Diego Antognini, PhD

I am Diego Antognini, a tech lead and senior AI researcher at Google DeepMind, specializing in multimodal large language models (LLMs). My work primarily involves enhancing these models through iterative feedback and refinement processes. I have 9 years of research experience in natural language processing, machine learning, and recommendation systems. Additionally, I am a lecturer and module head at the Lucerne University of Applied Sciences (HSLU) where I teach advanced generative AI and deep learning for NLP at the M.Sc. level.

Previously, I was a research scientist at IBM Research and collaborated with the MIT-IBM Watson AI Lab. My research focused on two areas: developing new methods to align large language models (LLMs) and efficient NLP for resource‐constrained training and inference settings. In the first area, my work involved (1) teaching LLMs to transform multi-turn conversations into SQL queries for massive databases; (2) personalizing LLMs according to user preferences; (3) automatically augmenting prompts to steer their behavior; (4) adapting retrieval-augmented LLMs for question-answering systems in the context of scientific literature. In terms of efficient NLP, I built models with a model size in the order of a few megabytes and a latency of a couple of milliseconds with similar performance and higher throughput than large models. Finally, I am also experienced in interpretable models that generate personalized and actionable textual explanations.
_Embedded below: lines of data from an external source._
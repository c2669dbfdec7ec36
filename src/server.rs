use std::{sync::Arc, time::Duration};

use easy_error::{Error, ResultExt};
use tokio::net::{TcpListener, TcpStream};
use tokio_util::sync::CancellationToken;
use tracing::{debug, info, warn};

use crate::{
    client::SocksClient,
    config::Config,
    forward::{RelayStats, relay},
    stream::IoStream,
    target::TargetAddr,
};

/// Accepts local TCP connections and forwards each one to the configured
/// target through the upstream SOCKS5 proxy.
pub struct ForwardServer {
    listen: String,
    target: TargetAddr,
    idle_timeout: Duration,
    client: SocksClient,
}

impl ForwardServer {
    pub fn new(cfg: &Config) -> Result<Self, Error> {
        let target = cfg.target.parse().context("parse target address")?;
        Ok(Self {
            listen: cfg.listen.clone(),
            target,
            idle_timeout: Duration::from_secs(cfg.timeouts.idle),
            client: SocksClient::new(cfg.proxy.server.clone(), cfg.proxy.port),
        })
    }

    pub async fn run(self: Arc<Self>, token: CancellationToken) -> Result<(), Error> {
        let listener = TcpListener::bind(&self.listen).await.context("bind")?;
        info!("listening on {}, forwarding to {}", self.listen, self.target);
        self.serve(listener, token).await
    }

    /// Accept loop on an already-bound listener. Handshakes run in their own
    /// tasks so a slow proxy cannot block accepting.
    pub async fn serve(
        self: Arc<Self>,
        listener: TcpListener,
        token: CancellationToken,
    ) -> Result<(), Error> {
        loop {
            tokio::select! {
                r = listener.accept() => {
                    let (socket, source) = r.context("accept")?;
                    debug!("connection from {}", source);
                    let this = self.clone();
                    let token = token.child_token();
                    tokio::spawn(async move {
                        if let Err(e) = this.handle(socket, token).await {
                            warn!("{}: {:?}", e, e.cause);
                        }
                    });
                }
                _ = token.cancelled() => {
                    info!("shutting down");
                    return Ok(());
                }
            }
        }
    }

    async fn handle(self: Arc<Self>, socket: TcpStream, token: CancellationToken) -> Result<(), Error> {
        let (hs, server_stream) = self.client.connect(self.target.clone()).await?;
        let client_stream: Box<dyn IoStream> = Box::new(socket);
        let stats = Arc::new(RelayStats::default());
        relay(
            hs,
            server_stream,
            client_stream,
            stats,
            self.idle_timeout,
            token,
        )
        .await
    }
}
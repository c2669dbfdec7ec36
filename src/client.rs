use std::sync::Arc;

use easy_error::{Error, ResultExt, bail};
use tokio::io::{AsyncReadExt, AsyncWriteExt};
use tokio_util::sync::CancellationToken;
use tracing::{debug, trace};

use crate::{
    handshake::{Socks5Handshake, StreamOp},
    stream::{IoStream, ProxyDialer, TokioTcpDialer},
    target::TargetAddr,
};

/// Establishes connections through an upstream SOCKS5 proxy by pumping a
/// [`Socks5Handshake`] against a dialed stream. One client may serve many
/// connections; each `connect` call runs an independent handshake.
pub struct SocksClient {
    server: String,
    port: u16,
    dialer: Arc<dyn ProxyDialer>,
    cancel: CancellationToken,
}

impl SocksClient {
    pub fn new<T: Into<String>>(server: T, port: u16) -> Self {
        Self {
            server: server.into(),
            port,
            dialer: Arc::new(TokioTcpDialer),
            cancel: CancellationToken::new(),
        }
    }

    pub fn with_dialer(mut self, dialer: Arc<dyn ProxyDialer>) -> Self {
        self.dialer = dialer;
        self
    }

    pub fn with_cancellation(mut self, token: CancellationToken) -> Self {
        self.cancel = token;
        self
    }

    /// Run one handshake for `target`. On success the returned stream carries
    /// opaque application bytes and the state machine is ready to relay.
    ///
    /// Failures are terminal for this attempt; retrying is the caller's call.
    pub async fn connect(
        &self,
        target: TargetAddr,
    ) -> Result<(Socks5Handshake, Box<dyn IoStream>), Error> {
        let mut hs = Socks5Handshake::new(target);
        if self.cancel.is_cancelled() {
            hs.cancel();
        }
        if hs.open_connection().is_none() {
            bail!("handshake cancelled before connect");
        }
        debug!(
            "connecting to socks server {}:{} for {}",
            self.server,
            self.port,
            hs.target()
        );
        let mut stream = self
            .dialer
            .connect(&self.server, self.port)
            .await
            .context("connect to socks server")?;

        let mut op = hs.connected()?;
        loop {
            op = match op {
                StreamOp::Send { data, then_read } => {
                    stream.write_all(&data).await.context("write")?;
                    stream.flush().await.context("flush")?;
                    let mut buf = vec![0u8; then_read];
                    stream.read_exact(&mut buf).await.context("read")?;
                    hs.bytes_received(&buf)?
                }
                StreamOp::Recv(n) => {
                    let mut buf = vec![0u8; n];
                    stream.read_exact(&mut buf).await.context("read")?;
                    hs.bytes_received(&buf)?
                }
                StreamOp::Ready => break,
                other => bail!("unexpected handshake step: {:?}", other),
            };
        }
        trace!("socks handshake complete for {}", hs.target());
        Ok((hs, stream))
    }
}

#[cfg(test)]
mod tests {
    use super::*;
    use crate::handshake::HandshakeState;
    use async_trait::async_trait;
    use std::sync::Mutex;
    use test_log::test;
    use tokio_test::io::Builder;

    struct MockDialer(Mutex<Option<Box<dyn IoStream>>>);

    impl MockDialer {
        fn new<T: IoStream + 'static>(stream: T) -> Arc<Self> {
            Arc::new(Self(Mutex::new(Some(Box::new(stream)))))
        }
    }

    #[async_trait]
    impl ProxyDialer for MockDialer {
        async fn connect(&self, _host: &str, _port: u16) -> Result<Box<dyn IoStream>, Error> {
            Ok(self.0.lock().unwrap().take().unwrap())
        }
    }

    struct PanicDialer;

    #[async_trait]
    impl ProxyDialer for PanicDialer {
        async fn connect(&self, _host: &str, _port: u16) -> Result<Box<dyn IoStream>, Error> {
            panic!("connect attempted after cancellation")
        }
    }

    #[test(tokio::test)]
    async fn handshake_ipv4_target() {
        let stream = Builder::new()
            .write(&[5, 1, 0])
            .read(&[5, 0])
            .write(&[5, 1, 0, 1, 93, 184, 216, 34, 0, 80])
            .read(&[5, 0, 0, 1, 127])
            .read(&[0, 0, 1, 0, 80])
            .build();
        let client =
            SocksClient::new("proxy.test", 1080).with_dialer(MockDialer::new(stream));
        let (hs, _stream) = client.connect("93.184.216.34:80".parse().unwrap()).await.unwrap();
        assert_eq!(hs.state(), HandshakeState::Forwarding);
    }

    #[test(tokio::test)]
    async fn handshake_domain_target() {
        let mut request = vec![5, 1, 0, 3, 11];
        request.extend_from_slice(b"example.com");
        request.extend_from_slice(&[1, 187]);
        let stream = Builder::new()
            .write(&[5, 1, 0])
            .read(&[5, 0])
            .write(&request)
            .read(&[5, 0, 0, 3, 9])
            .read(&[b'l', b'o', b'c', b'a', b'l', b'h', b'o', b's', b't', 1, 187])
            .build();
        let client =
            SocksClient::new("proxy.test", 1080).with_dialer(MockDialer::new(stream));
        let (hs, _stream) = client.connect("example.com:443".parse().unwrap()).await.unwrap();
        assert_eq!(hs.state(), HandshakeState::Forwarding);
    }

    #[test(tokio::test)]
    async fn unsupported_reply_atyp() {
        let stream = Builder::new()
            .write(&[5, 1, 0])
            .read(&[5, 0])
            .write(&[5, 1, 0, 1, 93, 184, 216, 34, 0, 80])
            .read(&[5, 0, 0, 9, 0])
            .build();
        let client =
            SocksClient::new("proxy.test", 1080).with_dialer(MockDialer::new(stream));
        let err = client
            .connect("93.184.216.34:80".parse().unwrap())
            .await
            .unwrap_err();
        assert!(err.to_string().contains("unsupported address type"));
    }

    #[test(tokio::test)]
    async fn server_closes_mid_handshake() {
        let stream = Builder::new().write(&[5, 1, 0]).read(&[5]).build();
        let client =
            SocksClient::new("proxy.test", 1080).with_dialer(MockDialer::new(stream));
        assert!(
            client
                .connect("93.184.216.34:80".parse().unwrap())
                .await
                .is_err()
        );
    }

    #[test(tokio::test)]
    async fn cancelled_before_connect() {
        let token = CancellationToken::new();
        token.cancel();
        let client = SocksClient::new("proxy.test", 1080)
            .with_dialer(Arc::new(PanicDialer))
            .with_cancellation(token);
        let err = client
            .connect("93.184.216.34:80".parse().unwrap())
            .await
            .unwrap_err();
        assert!(err.to_string().contains("cancelled"));
    }
}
I hold a Ph.D. degree in Computer Science from the EPFL, where I conducted research in the AI laboratoy under the supervision of Prof. Boi Faltings. My thesis is titled "Textual Explanations and Critiques in Recommendation Systems" (available here). I developed models to infer high-quality explanations from text documents in a scalable and data-driven manner through selective rationalization. Moreover, I designed models to make textual explanations actionable (referred to as critiquing) and explored two important applications in natural language processing and conversational recommendation systems. I also worked on multi-objective recommendation and multi-document summarization.

Periodically, I give talks such as my work on efficient NLP at MIT-IBM Watson AI Lab or at the NLP Meetup in Zürich where I presented one past work. Additionally, I've appeared on national media when I have participated in challenges with students and won a $10k prize at the IARPA Geopolitical Forecasting Challenge 2018 (press coverage: EPFL News, 24 Heures, RTS Radio (22:25)).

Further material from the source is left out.